Figure 3: The settings tab.

  • This tab shows levels used for isolines generation. By default all levels available for selected input type are checked but user can uncheck particular ones.
  • For dose rates the preset levels are 0.1, 1, 5, 10, 50, 100 and 1000 cGy/h.
  • For surface activities the preset levels are 0.01, 1, 10, 100 MBq/m2.
  • The last check box allows user to decide if file of simplified polygons should be created. This output is optional but by default the check box is checked.

Input data

_images/input.jpg

Figure 4: Input file.

A raster grid of dose rate or surface activity with a format supported by GDAL library. Dose rate grid units has to be in cGy/h (centiGray/hour = 0.01 Gray/hour), surface activities in MBq/m2 (megaBecquerel per square meter).

Output data

  • Report (mandatory) Structure of the output text report is following:

    /[VALUE][UNIT]/MGRS:[COORDINATE]/MGRS:[COORDINATE]/MGRS:[COORDINATE]//

    where:

    • VALUE = dose rate value or surface activity value; decimal separator is dot
    • UNIT = used unit in XYH format; where X = C (centi), M (mili), U (micro); Y = G (gray), S (sievert); or BQM2 (becquerel per square meter)
    • COORDINATE = coordinates in MGRS system, alphanumeric characters

    All text must be in capital letters. The report must begin with a slash, everything between two slashes is called a field. Field 1 can contain up to 12 characters. Field 2 can have up to 50 reps (maximum 50 coordinates), and each field can contain up to 15 characters behind the MGRS identifier (eg. accuracy in meters). The last coordinate ends with a double slash (indicates the end of a line). Everything between the first slash and the double slash is called a line. Individual lines must be separated by line break. There must be no space before or behind the slash. There is no space between VALUE and UNIT. There is no space between “MGRS:” and the coordinate, the colon must be retained.

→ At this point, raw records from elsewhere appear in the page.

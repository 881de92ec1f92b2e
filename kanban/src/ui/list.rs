//! One row per task.

use super::{BoardRenderer, BoardView, short_id, tag_words};

/// Flat listing ordered by column, then position.
#[derive(Debug, Clone, Copy, Default)]
pub struct ListLayout;

impl BoardRenderer for ListLayout {
    fn render(&self, view: &BoardView<'_>) -> Vec<String> {
        let mut out = vec![view.heading()];
        for column in view.cache.columns() {
            for task in view.cache.tasks_in_column(&column.id) {
                let mark = if task.completed { "x" } else { " " };
                let mut row = format!(
                    "[{mark}] {:<8}  {:<14}  {}",
                    short_id(task.id.as_str()),
                    column.name,
                    task.title
                );
                if let Some(badge) = view.progress_badge(task) {
                    row.push(' ');
                    row.push_str(&badge);
                }
                if let Some(due) = view.due_label(task) {
                    row.push_str("  ");
                    row.push_str(&due);
                }
                if !task.tags.is_empty() {
                    row.push_str("  ");
                    row.push_str(&tag_words(task));
                }
                out.push(row);
                for subtask in view.cache.subtasks_of(&task.id) {
                    let mark = if subtask.completed { "x" } else { " " };
                    out.push(format!(
                        "      - [{mark}] {} ({})",
                        subtask.title,
                        short_id(subtask.id.as_str())
                    ));
                }
            }
        }
        if out.len() == 1 {
            out.push("(no tasks)".to_string());
        }
        out
    }
}
//! Shared data model and store wire format for kanban boards.

pub mod dataset;
pub mod model;
pub mod tags;
pub mod wire;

    The output may contain multiple rows, each being related to another level of the measured variable (eg, 3 rows sequentially for 1CGH, 10CGH and 50CGH).

_images/output_report.jpg

Figure 5: Output report.

  • File of simplified polygons (optional)

    File of polygons in format Esri Shapefile (.shp) is created if check box is checked. It is saved in the same directory as input raster file.

_images/output_polygons.jpg

Figure 6: File of simplified polygons.